Lawrence Ver Hoef, MD – Professor, Department of Neurology, UAB

Rationale:
Amity is defined as the quality of goodwill and friendly relationship between people. We describe a case of a patient with focal epilepsy with a semiology consisting of behaviors indicating an enthusiastic desire for those around him to get along and engage in friendly relations, which we refer to as “amity seizures." While ecstatic seizures are a rare but classic seizure semiology consisting of intense emotions of happiness, joy, or union with the universe, they are characterized by an individual, internal sensation. Herein we report a case of SEEG-proven multifocal epilepsy producing a semiology of amity arising from conduction, in either direction, between two independent seizure-onset zones.



Methods:
The patient was a 41-year-old right-handed male with seizures since age 26. Semiology consisted of an aura of a sense of doom, followed by behaviors consisting of conciliatory statements such as “Peace! Peace!” and giving high-fives. He had no memory of these events. Seizures occurred three to four times per month, with rare secondary generalization. He underwent pre-surgical evaluation with scalp EEG, stereo-EEG, MRI, PET, SPECT, MEG, and WADA testing.



Results:
On SEEG evaluation, two areas of seizure onset were identified, specifically the right hippocampus and right mesial posterior orbital frontal area. Locally confined seizures, without spread outside either zone of onset, had bland manifestation. However, spread from right hippocampus to right orbital frontal area, or vice versa, elicited his typical amity seizure semiology.
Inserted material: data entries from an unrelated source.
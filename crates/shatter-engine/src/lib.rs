pub mod api;
pub mod core;
pub mod components;
pub mod systems;
pub mod renderer;
pub mod extensions;
pub mod error;

// Re-export key types at crate root for convenience
pub use api::config::{AnimationMode, GridResolution, PlaybackConfig, ShatterConfig, ShatterTuning};
pub use components::sprite::{AtlasId, ShatterSprite, SpriteTexture, TextureRect};
pub use crate::core::time::ProgressClock;
pub use error::ShatterError;
pub use systems::shatter::{
    decompose, shatter_sprite, generate_trajectory, blast_intensity, max_blast_distance,
    heatmap_color, Fragment, FragmentPose, MotionProfile, Rng, ShatterResult, ShatteredSprite,
    TriangleVariant, DEFAULT_FLOOR_Y,
};
pub use renderer::{
    build_fragment_vertices, AtlasRegions, FragmentBuffer, FragmentInstance, TextureProvider,
};

// Extensions: optional playback layer
pub use extensions::{AutoPlayback, Easing};
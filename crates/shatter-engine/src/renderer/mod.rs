pub mod geometry;
pub mod instance;
pub mod traits;

pub use geometry::{build_fragment_vertices, FRAGMENT_VERTEX_FLOATS};
pub use instance::{FragmentBuffer, FragmentInstance};
pub use traits::{AtlasRegions, TextureProvider};
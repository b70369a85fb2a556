pub mod sprite;
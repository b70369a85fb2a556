//! Triangular fragments cut from a sprite.

use glam::Vec2;

use super::motion::{FragmentPose, MotionProfile};
use crate::components::sprite::TextureRect;

/// Which half of a grid cell a fragment covers. Every cell is split along the
/// diagonal from bottom-left to top-right.
#[derive(Debug, Clone, Copy, PartialEq, Eq, Hash)]
#[repr(u8)]
pub enum TriangleVariant {
    /// Bottom-left, top-left, top-right.
    UpperLeft = 0,
    /// Top-right, bottom-right, bottom-left.
    LowerRight = 1,
}

impl TriangleVariant {
    /// Both halves in emission order.
    pub const ALL: [TriangleVariant; 2] = [Self::UpperLeft, Self::LowerRight];

    pub fn index(self) -> usize {
        self as usize
    }

    /// Corners of this half for a cell centered on the origin.
    pub fn mask_vertices(self, half: Vec2) -> [Vec2; 3] {
        match self {
            Self::UpperLeft => [
                Vec2::new(-half.x, -half.y),
                Vec2::new(-half.x, half.y),
                Vec2::new(half.x, half.y),
            ],
            Self::LowerRight => [
                Vec2::new(half.x, half.y),
                Vec2::new(half.x, -half.y),
                Vec2::new(-half.x, -half.y),
            ],
        }
    }

    /// Spin direction. The two halves of a cell counter-rotate.
    pub fn spin_sign(self) -> f32 {
        match self {
            Self::UpperLeft => -1.0,
            Self::LowerRight => 1.0,
        }
    }
}

/// One triangular piece of a shattered sprite.
#[derive(Debug, Clone, Copy, PartialEq)]
pub struct Fragment {
    /// Grid cell (column, row). Row 0 is the bottom of the image.
    pub cell: (u32, u32),
    pub variant: TriangleVariant,
    /// Part of the source texture this piece shows.
    pub source_region: TextureRect,
    /// Cell center relative to the image center, before any displacement.
    pub rest_position: Vec2,
    /// Cell size in image units.
    pub size: Vec2,
    /// 1 next to the blast origin, 0 at the corner cells.
    pub blast_intensity: f32,
    /// Present once trajectories have been generated.
    pub motion: Option<MotionProfile>,
}

impl Fragment {
    /// Corners of the visible triangle, relative to the fragment center.
    pub fn mask_vertices(&self) -> [Vec2; 3] {
        self.variant.mask_vertices(self.size / 2.0)
    }

    /// Texture coordinate for a point relative to the fragment center.
    /// Texture space shares the image's bottom-left origin.
    pub fn uv_at(&self, local: Vec2) -> Vec2 {
        let t = local / self.size + Vec2::splat(0.5);
        let region = &self.source_region;
        Vec2::new(region.x + t.x * region.width, region.y + t.y * region.height)
    }

    /// Pose at `progress`, or the rest pose if no trajectory exists.
    pub fn pose(&self, progress: f32, floor_y: Option<f32>) -> FragmentPose {
        match &self.motion {
            Some(motion) => motion.evaluate_with_floor(progress, floor_y),
            None => FragmentPose::at_rest(self.rest_position),
        }
    }
}
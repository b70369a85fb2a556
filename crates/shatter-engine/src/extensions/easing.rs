// extensions/easing.rs
//
// Timing curves for automatic shatter playback.
// Pure math, no dependency on fragments.

use serde::{Deserialize, Serialize};

/// Easing function type.
#[derive(Debug, Clone, Copy, PartialEq, Eq, Default, Serialize, Deserialize)]
pub enum Easing {
    /// Constant velocity (no easing).
    #[default]
    Linear,
    /// Slow start.
    QuadIn,
    /// Slow end.
    QuadOut,
    /// Slow start and end.
    QuadInOut,
    /// Stronger slow start.
    CubicIn,
    /// Stronger slow end. Reads like a real blast: fast launch, long drift.
    CubicOut,
}

impl Easing {
    /// Map normalized time `t` in [0, 1] to eased progress in [0, 1].
    #[inline]
    pub fn apply(self, t: f32) -> f32 {
        let t = t.clamp(0.0, 1.0);
        match self {
            Easing::Linear => t,
            Easing::QuadIn => t * t,
            Easing::QuadOut => 1.0 - (1.0 - t) * (1.0 - t),
            Easing::QuadInOut => {
                if t < 0.5 {
                    2.0 * t * t
                } else {
                    1.0 - (-2.0 * t + 2.0).powi(2) / 2.0
                }
            }
            Easing::CubicIn => t * t * t,
            Easing::CubicOut => 1.0 - (1.0 - t).powi(3),
        }
    }
}

/// Linearly interpolate between two Vec2 values.
#[inline]
pub fn lerp_vec2(a: glam::Vec2, b: glam::Vec2, t: f32) -> glam::Vec2 {
    a + (b - a) * t
}
//! Masked triangle geometry for fragments.

use glam::Vec2;

use crate::systems::shatter::{Fragment, FragmentPose};

/// Floats per vertex: x, y, u, v, alpha.
pub const FRAGMENT_VERTEX_FLOATS: usize = 5;

/// Append the visible triangle of `fragment` at `pose` to `out` as a
/// triangle list (3 vertices, [`FRAGMENT_VERTEX_FLOATS`] floats each).
///
/// Corners are scaled, rotated and translated by the pose; texture
/// coordinates stay pinned to the untransformed corners.
pub fn build_fragment_vertices(fragment: &Fragment, pose: &FragmentPose, out: &mut Vec<f32>) {
    let rotation = Vec2::from_angle(pose.rotation);
    for corner in fragment.mask_vertices() {
        let uv = fragment.uv_at(corner);
        let p = pose.position + rotation.rotate(corner * pose.scale);
        out.extend_from_slice(&[p.x, p.y, uv.x, uv.y, pose.alpha]);
    }
}
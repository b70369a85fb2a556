//! Sprite shattering: cut a sprite into triangle pairs and give every piece
//! its own outward trajectory.
//!
//! `decompose` produces the static pieces, `generate_trajectories` draws their
//! motion, and `MotionProfile::evaluate` places them at any progress.
//! `shatter_sprite` runs the whole pipeline for a textured sprite.

mod rng;
mod fragment;
mod decompose;
mod trajectory;
mod motion;
mod heatmap;

use glam::Vec2;

pub use rng::Rng;
pub use fragment::{Fragment, TriangleVariant};
pub use decompose::decompose;
pub use trajectory::{blast_intensity, generate_trajectory, max_blast_distance};
pub use motion::{FragmentPose, MotionProfile, DEFAULT_FLOOR_Y};
pub use heatmap::{heatmap_color, NO_TINT};

use crate::api::config::{AnimationMode, GridResolution, ShatterConfig, ShatterTuning};
use crate::components::sprite::ShatterSprite;
use crate::error::ShatterError;
use crate::renderer::traits::TextureProvider;

/// All fragments of one shatter, owned together and dropped together.
#[derive(Debug, Clone)]
pub struct ShatterResult {
    image_size: Vec2,
    cell_size: Vec2,
    grid: GridResolution,
    max_distance: f32,
    fragments: Vec<Fragment>,
}

impl ShatterResult {
    pub fn fragments(&self) -> &[Fragment] {
        &self.fragments
    }

    pub fn len(&self) -> usize {
        self.fragments.len()
    }

    pub fn is_empty(&self) -> bool {
        self.fragments.is_empty()
    }

    pub fn image_size(&self) -> Vec2 {
        self.image_size
    }

    pub fn cell_size(&self) -> Vec2 {
        self.cell_size
    }

    pub fn grid(&self) -> GridResolution {
        self.grid
    }

    /// Blast intensity reference: distance of the corner cell centers.
    pub fn max_distance(&self) -> f32 {
        self.max_distance
    }

    /// Look up the fragment for a cell half.
    pub fn fragment(&self, col: u32, row: u32, variant: TriangleVariant) -> Option<&Fragment> {
        if col >= self.grid.cols as u32 || row >= self.grid.rows as u32 {
            return None;
        }
        let cell = row as usize * self.grid.cols as usize + col as usize;
        self.fragments.get(cell * 2 + variant.index())
    }

    /// Whether every fragment carries a motion profile.
    pub fn has_trajectories(&self) -> bool {
        self.fragments.iter().all(|f| f.motion.is_some())
    }

    /// Draw a motion profile for every fragment, in fragment order.
    ///
    /// Profiles are drawn once; calling this again leaves existing profiles
    /// untouched and consumes no randomness.
    pub fn generate_trajectories(&mut self, tuning: &ShatterTuning, rng: &mut Rng) {
        for fragment in &mut self.fragments {
            if fragment.motion.is_none() {
                fragment.motion = Some(generate_trajectory(fragment, tuning, rng));
            }
        }
    }

    /// Poses of all fragments at `progress`, in fragment order.
    pub fn poses(&self, progress: f32, floor_y: Option<f32>) -> impl Iterator<Item = FragmentPose> + '_ {
        self.fragments.iter().map(move |f| f.pose(progress, floor_y))
    }
}

/// A sprite after shattering: the pieces, one sub-texture per piece, and the
/// transform of the sprite they replace.
#[derive(Debug, Clone)]
pub struct ShatteredSprite<T> {
    /// World position of the shatter root (the old sprite center).
    pub pos: Vec2,
    /// Root rotation in radians.
    pub rotation: f32,
    pub z: f32,
    pub animation: AnimationMode,
    pub show_heatmap: bool,
    pub result: ShatterResult,
    /// Parallel to `result.fragments()`.
    pub textures: Vec<T>,
}

impl<T> ShatteredSprite<T> {
    /// Tint for fragment `index`: the heatmap gradient if enabled, white otherwise.
    pub fn tint(&self, index: usize) -> [f32; 3] {
        match self.result.fragments().get(index) {
            Some(f) if self.show_heatmap => heatmap_color(f.blast_intensity),
            _ => NO_TINT,
        }
    }

    /// Move a pose from shatter-local space into world space.
    pub fn to_world(&self, pose: FragmentPose) -> FragmentPose {
        FragmentPose {
            position: self.pos + Vec2::from_angle(self.rotation).rotate(pose.position),
            rotation: self.rotation + pose.rotation,
            ..pose
        }
    }
}

/// Shatter a textured sprite.
///
/// Clamps the configured grid, cuts the sprite's texture region into
/// fragments, requests one sub-texture per fragment from `provider`, draws all
/// trajectories from `rng`, and hides the sprite. Fails before touching
/// anything if the sprite has no texture or a degenerate size.
pub fn shatter_sprite<P: TextureProvider>(
    sprite: &mut ShatterSprite,
    config: &ShatterConfig,
    rng: &mut Rng,
    provider: &mut P,
) -> Result<ShatteredSprite<P::SubTexture>, ShatterError> {
    let texture = sprite.texture.ok_or(ShatterError::MissingTexture)?;
    let grid = config.grid.clamped();

    let mut result = decompose(sprite.size, texture.rect, grid)?;
    result.generate_trajectories(&config.tuning, rng);

    let textures = result
        .fragments()
        .iter()
        .map(|f| provider.sub_texture(texture.atlas, f.source_region))
        .collect();

    sprite.visible = false;
    log::debug!(
        "shattered sprite at ({:.1}, {:.1}) into {} pieces, {:?} animation",
        sprite.pos.x, sprite.pos.y, result.len(), config.animation
    );

    Ok(ShatteredSprite {
        pos: sprite.pos,
        rotation: sprite.rotation,
        z: sprite.z,
        animation: config.animation,
        show_heatmap: config.show_heatmap,
        result,
        textures,
    })
}

#[cfg(test)]
mod tests {
    use super::*;
    use crate::components::sprite::{AtlasId, TextureRect};

    fn sprite() -> ShatterSprite {
        ShatterSprite::new(Vec2::new(100.0, 100.0))
            .with_pos(Vec2::new(300.0, 200.0))
            .with_texture(AtlasId(2), TextureRect::new(0.0, 0.0, 0.5, 1.0))
    }

    fn regions() -> impl FnMut(AtlasId, TextureRect) -> (AtlasId, TextureRect) {
        |atlas, rect| (atlas, rect)
    }

    #[test]
    fn shatter_requests_one_texture_per_fragment() {
        let mut sprite = sprite();
        let config = ShatterConfig::default().with_grid(2, 3);
        let shattered = shatter_sprite(&mut sprite, &config, &mut Rng::new(1), &mut regions()).unwrap();

        assert_eq!(shattered.result.len(), 12);
        assert_eq!(shattered.textures.len(), 12);
        for (f, (atlas, rect)) in shattered.result.fragments().iter().zip(&shattered.textures) {
            assert_eq!(*atlas, AtlasId(2));
            assert_eq!(*rect, f.source_region);
        }
        assert!(shattered.result.has_trajectories());
        assert!(!sprite.visible);
        assert_eq!(shattered.pos, Vec2::new(300.0, 200.0));
    }

    #[test]
    fn missing_texture_fails_without_side_effects() {
        let mut sprite = ShatterSprite::new(Vec2::new(100.0, 100.0));
        let mut calls = 0;
        let err = shatter_sprite(
            &mut sprite,
            &ShatterConfig::default(),
            &mut Rng::new(1),
            &mut |_: AtlasId, _: TextureRect| calls += 1,
        )
        .unwrap_err();
        assert!(matches!(err, ShatterError::MissingTexture));
        assert_eq!(calls, 0);
        assert!(sprite.visible);
    }

    #[test]
    fn degenerate_sprite_is_rejected() {
        let mut sprite = sprite();
        sprite.size = Vec2::new(0.0, 50.0);
        let err = shatter_sprite(&mut sprite, &ShatterConfig::default(), &mut Rng::new(1), &mut regions())
            .unwrap_err();
        assert!(matches!(err, ShatterError::InvalidGeometry { .. }));
        assert!(sprite.visible);
    }

    #[test]
    fn configured_grid_is_clamped() {
        let mut sprite = sprite();
        let config = ShatterConfig::default().with_grid(1, 40);
        let shattered = shatter_sprite(&mut sprite, &config, &mut Rng::new(1), &mut regions()).unwrap();
        assert_eq!(shattered.result.grid(), GridResolution::new(2, 24));
        assert_eq!(shattered.result.len(), 96);
    }

    #[test]
    fn same_seed_same_shatter() {
        let config = ShatterConfig::default().with_grid(6, 6);
        let a = shatter_sprite(&mut sprite(), &config, &mut Rng::new(77), &mut regions()).unwrap();
        let b = shatter_sprite(&mut sprite(), &config, &mut Rng::new(77), &mut regions()).unwrap();
        let c = shatter_sprite(&mut sprite(), &config, &mut Rng::new(78), &mut regions()).unwrap();
        assert_eq!(a.result.fragments(), b.result.fragments());
        assert_ne!(a.result.fragments(), c.result.fragments());
    }

    #[test]
    fn trajectories_are_drawn_once() {
        let mut result = decompose(Vec2::new(40.0, 40.0), TextureRect::FULL, GridResolution::new(2, 2)).unwrap();
        let mut rng = Rng::new(3);
        result.generate_trajectories(&ShatterTuning::default(), &mut rng);
        let first = result.fragments().to_vec();
        result.generate_trajectories(&ShatterTuning::default(), &mut rng);
        assert_eq!(result.fragments(), &first[..]);
    }

    #[test]
    fn fragment_lookup_follows_row_major_order() {
        let result = decompose(Vec2::new(30.0, 20.0), TextureRect::FULL, GridResolution::new(3, 2)).unwrap();
        let f = result.fragment(2, 1, TriangleVariant::LowerRight).unwrap();
        assert_eq!(f.cell, (2, 1));
        assert_eq!(f.variant, TriangleVariant::LowerRight);
        assert!(result.fragment(3, 0, TriangleVariant::UpperLeft).is_none());
    }

    #[test]
    fn poses_start_at_rest() {
        let mut sprite = sprite();
        let shattered =
            shatter_sprite(&mut sprite, &ShatterConfig::default(), &mut Rng::new(9), &mut regions()).unwrap();
        for (pose, f) in shattered.result.poses(0.0, Some(DEFAULT_FLOOR_Y)).zip(shattered.result.fragments()) {
            assert_eq!(pose.position, f.rest_position);
            assert_eq!(pose.alpha, 1.0);
        }
        assert!(shattered.result.poses(1.0, None).all(|p| p.alpha == 0.0));
    }

    #[test]
    fn heatmap_tint_only_when_enabled() {
        let config = ShatterConfig::default().with_grid(2, 2);
        let plain = shatter_sprite(&mut sprite(), &config, &mut Rng::new(1), &mut regions()).unwrap();
        assert_eq!(plain.tint(0), NO_TINT);

        let heat = shatter_sprite(&mut sprite(), &config.with_heatmap(true), &mut Rng::new(1), &mut regions())
            .unwrap();
        assert_eq!(heat.tint(0), [0.0, 1.0, 1.0]);
    }

    #[test]
    fn world_transform_follows_root() {
        let mut sprite = sprite().with_rotation(std::f32::consts::FRAC_PI_2);
        let shattered =
            shatter_sprite(&mut sprite, &ShatterConfig::default(), &mut Rng::new(1), &mut regions()).unwrap();
        let world = shattered.to_world(FragmentPose::at_rest(Vec2::new(10.0, 0.0)));
        assert!((world.position - Vec2::new(300.0, 210.0)).length() < 1e-4);
        assert!((world.rotation - std::f32::consts::FRAC_PI_2).abs() < 1e-6);
    }
}
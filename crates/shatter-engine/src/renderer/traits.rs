//! Contracts with the external renderer.
//!
//! The engine never loads or draws textures itself. It asks a
//! [`TextureProvider`] for a drawable sub-image per fragment and hands the
//! renderer flat buffers (see `instance.rs`).

use crate::components::sprite::{AtlasId, TextureRect};

/// Produces a drawable sub-image of an atlas texture.
///
/// Called once per fragment, in fragment order, while shattering.
pub trait TextureProvider {
    type SubTexture;

    fn sub_texture(&mut self, atlas: AtlasId, region: TextureRect) -> Self::SubTexture;
}

impl<F, T> TextureProvider for F
where
    F: FnMut(AtlasId, TextureRect) -> T,
{
    type SubTexture = T;

    fn sub_texture(&mut self, atlas: AtlasId, region: TextureRect) -> T {
        self(atlas, region)
    }
}

/// Provider for GPU renderers that sample the atlas directly: the sub-texture
/// is just the UV rectangle.
#[derive(Debug, Clone, Copy, Default)]
pub struct AtlasRegions;

impl TextureProvider for AtlasRegions {
    type SubTexture = TextureRect;

    fn sub_texture(&mut self, _atlas: AtlasId, region: TextureRect) -> TextureRect {
        region
    }
}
This consisted of stereotyped enthusiastic behaviors such as expressing “Peace! Peace!... Come on, we are all on the same team, right?!”, giving hugs and kisses to EEG techs, holding hands, and asking for and giving high-fives. Stimulation of seizure-onset zones failed to reproduce his characteristic semiology. However, stimulation of the right amygdala gave a vague, incomplete feeling reminiscent of his seizure aura. Stimulation of his amygdala and hippocampus demonstrated time-locked, low amplitude rhythmic activity in the right mesial posterior orbital frontal (RPOF) area, indicating strong effective connectivity, but stimulation of the RPOF did not elicit an electrographic response in the mesial temporal structures, which demonstrates a directionality to this connectivity. Neuropsychology testing showed a reasonable risk of memory deficits after surgery. The patient thus elected to undergo neuromodulation rather than resection. RNS was placed to the right hippocampus. He had a reduction in seizure frequency from four per month to one per month, and remained on levetiracetam, cenobamate, and oxcarbazepine.



Conclusions:
To our knowledge, this is the first report of the specific seizure semiology we have coined “Amity seizures." The fact that this behavior only occurred when seizures spread from either of two onset zones to the other suggests that this semiology results from network engagement beyond either onset zone.